Management of pain by opioid analgesics is confounded by central adverse effects that limit clinical dosages. Consequently, there is considerable interest to understand peripheral analgesic effects of opioids. The actions of opioids on peripheral sensory neurons have been difficult to study because of a general lack of effect of opioid agonists on nociceptor function in culture despite documented presence of opioid receptors.
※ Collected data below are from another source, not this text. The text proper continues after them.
// SPDX-License-Identifier: MIT OR Apache-2.0

#![forbid(unsafe_code)]

use crate::EpiError;
use chrono::NaiveDate;
use std::collections::HashMap;
use std::sync::Mutex;

const DAY_FORMAT: &str = "%Y-%m-%d";

/// Parses a `YYYY-MM-DD` day key.
pub fn parse_day(key: &str) -> Result<NaiveDate, EpiError> {
    NaiveDate::parse_from_str(key, DAY_FORMAT)
        .map_err(|err| EpiError::invalid_input(format!("day key {key:?} is not YYYY-MM-DD: {err}")))
}

/// Formats a day as its `YYYY-MM-DD` key.
pub fn day_string(day: NaiveDate) -> String {
    day.format(DAY_FORMAT).to_string()
}

/// Signed number of days from `from` to `to`.
pub fn days_between(from: NaiveDate, to: NaiveDate) -> i64 {
    (to - from).num_days()
}

/// Memo cache for day-shift arithmetic.
///
/// Day lookups shift by the same handful of offsets (1, 7, 30 days) over a
/// small finite set of calendar days, once per user interaction. Entries are
/// keyed by exact `(day, shift)` input and never evicted for the life of the
/// owning series.
#[derive(Debug, Default)]
pub struct DayShiftCache {
    entries: Mutex<HashMap<(NaiveDate, i64), Option<NaiveDate>>>,
}

impl DayShiftCache {
    pub fn new() -> Self {
        Self::default()
    }

    /// `day + shift_days`, memoized. `None` only when the shifted day falls
    /// outside the representable calendar range.
    pub fn shifted(&self, day: NaiveDate, shift_days: i64) -> Option<NaiveDate> {
        let mut entries = self
            .entries
            .lock()
            .unwrap_or_else(|poisoned| poisoned.into_inner());
        *entries
            .entry((day, shift_days))
            .or_insert_with(|| day.checked_add_signed(chrono::Duration::days(shift_days)))
    }

    #[cfg(test)]
    fn len(&self) -> usize {
        self.entries
            .lock()
            .unwrap_or_else(|poisoned| poisoned.into_inner())
            .len()
    }
}

impl Clone for DayShiftCache {
    fn clone(&self) -> Self {
        let entries = self
            .entries
            .lock()
            .unwrap_or_else(|poisoned| poisoned.into_inner())
            .clone();
        Self {
            entries: Mutex::new(entries),
        }
    }
}
// SPDX-License-Identifier: MIT OR Apache-2.0

#![forbid(unsafe_code)]

use crate::series::SeriesPoint;

/// Order statistics of a sorted-by-peak batch of points.
#[cfg_attr(feature = "serde", derive(serde::Serialize, serde::Deserialize))]
#[derive(Clone, Copy, Debug, PartialEq)]
pub struct SummaryStats {
    pub min: f64,
    pub max: f64,
    pub bottom_quartile: f64,
    pub median: f64,
    pub top_quartile: f64,
}

/// Distribution of an arbitrary batch of series points, plus the largest
/// single-step jump any input series takes between chronologically
/// adjacent points.
///
/// The jump is a directional discontinuity detector: scale truncation uses
/// it to recognize a trend line whose peak is one sudden spike rather than
/// a sustained level. It is computed per input series before flattening,
/// so series boundaries never read as discontinuities.
#[cfg_attr(feature = "serde", derive(serde::Serialize, serde::Deserialize))]
#[derive(Clone, Debug, PartialEq)]
pub struct DistributionSummary {
    points: Vec<SeriesPoint>,
    max_jump: f64,
    stats: Option<SummaryStats>,
}

impl DistributionSummary {
    /// Summary over several series flattened together. Each series
    /// contributes its own chronological jump scan; the retained jump is
    /// the one of greatest magnitude, sign preserved.
    pub fn from_series(series: &[&[SeriesPoint]]) -> Self {
        let mut max_jump = 0.0_f64;
        for points in series {
            for pair in points.windows(2) {
                let difference = pair[1].value - pair[0].value;
                if difference.abs() > max_jump.abs() {
                    max_jump = difference;
                }
            }
        }

        let mut flattened: Vec<SeriesPoint> =
            series.iter().flat_map(|points| points.iter().copied()).collect();
        flattened.sort_by(|a, b| a.value.total_cmp(&b.value));

        let stats = summary_stats(&flattened);
        Self {
            points: flattened,
            max_jump,
            stats,
        }
    }

    /// Summary over a single series.
    pub fn from_points(points: &[SeriesPoint]) -> Self {
        Self::from_series(&[points])
    }

    /// Empty summary, the "no data" marker.
    pub fn empty() -> Self {
        Self::from_series(&[])
    }

    pub fn is_empty(&self) -> bool {
        self.points.is_empty()
    }

    pub fn len(&self) -> usize {
        self.points.len()
    }

    /// `None` when the summary was built from no data.
    pub fn stats(&self) -> Option<&SummaryStats> {
        self.stats.as_ref()
    }

    /// Largest signed chronological jump across the input series.
    pub fn max_jump(&self) -> f64 {
        self.max_jump
    }

    /// Greatest value at or below `threshold`, or `None` when the
    /// threshold sits below every value.
    ///
    /// Binary search over the sorted-by-value order: `low` tracks the
    /// greatest index whose value fits, `high` the least that does not.
    pub fn max_value_at_or_below(&self, threshold: f64) -> Option<f64> {
        let mut low: isize = -1;
        let mut high = self.points.len() as isize;
        while 1 + low < high {
            let mid = low + ((high - low) >> 1);
            if self.points[mid as usize].value > threshold {
                high = mid;
            } else {
                low = mid;
            }
        }
        if low < 0 {
            return None;
        }
        Some(self.points[low as usize].value)
    }
}

fn summary_stats(sorted: &[SeriesPoint]) -> Option<SummaryStats> {
    if sorted.is_empty() {
        return None;
    }
    let max_index = sorted.len() - 1;
    let at = |position: f64| sorted[position.round() as usize].value;

    Some(SummaryStats {
        min: sorted[0].value,
        max: sorted[max_index].value,
        bottom_quartile: at(max_index as f64 / 4.0),
        median: at(max_index as f64 / 2.0),
        top_quartile: at(3.0 * max_index as f64 / 4.0),
    })
}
In this study, the micro-opioid receptor agonist, [D-Ala(2),N-MePhe(4),Gly-ol(5)]-enkephalin (DAMGO), did not alter guanosine 5'-O-(3-[(35)S]thio)-triphosphate (GTPgamma[(35)S]) binding, adenylyl cyclase activity, or neuropeptide release in primary cultures of rat trigeminal ganglion (TG). However, after brief exposure to bradykinin (BK), DAMGO stimulated GTPgamma[(35)S] binding and inhibited both prostaglandin E(2) (PGE(2))-stimulated adenylyl cyclase activity and BK/PGE(2)-stimulated neuropeptide release. The effect of BK was blocked by the B(2) antagonist HOE 140 [D-Arg[Hyp(3),Thi(5),D-Tic(7),Oic(8)]-bradykinin], but not by the B(1) antagonist, Lys-[Leu8]des-Arg9-BK, and was mimicked by the protease-activated receptor-2 agonist, Ser-Leu-Ile-Gly-Arg-Leu-NH(2), and by activation of protein kinase C (PKC) or by administration of arachidonic acid (AA). The enhanced responsiveness of micro-opioid receptor signaling by BK priming was blocked by both cyclooxygenase and PKC inhibitors; however, the effect of AA was blocked only by a cyclooxygenase inhibitor. The results indicate that micro-opioid receptor signaling in primary sensory TG neurons is enhanced by activation of phospholipase C-coupled receptors via a cyclooxygenase-dependent AA metabolite that is downstream of PKC.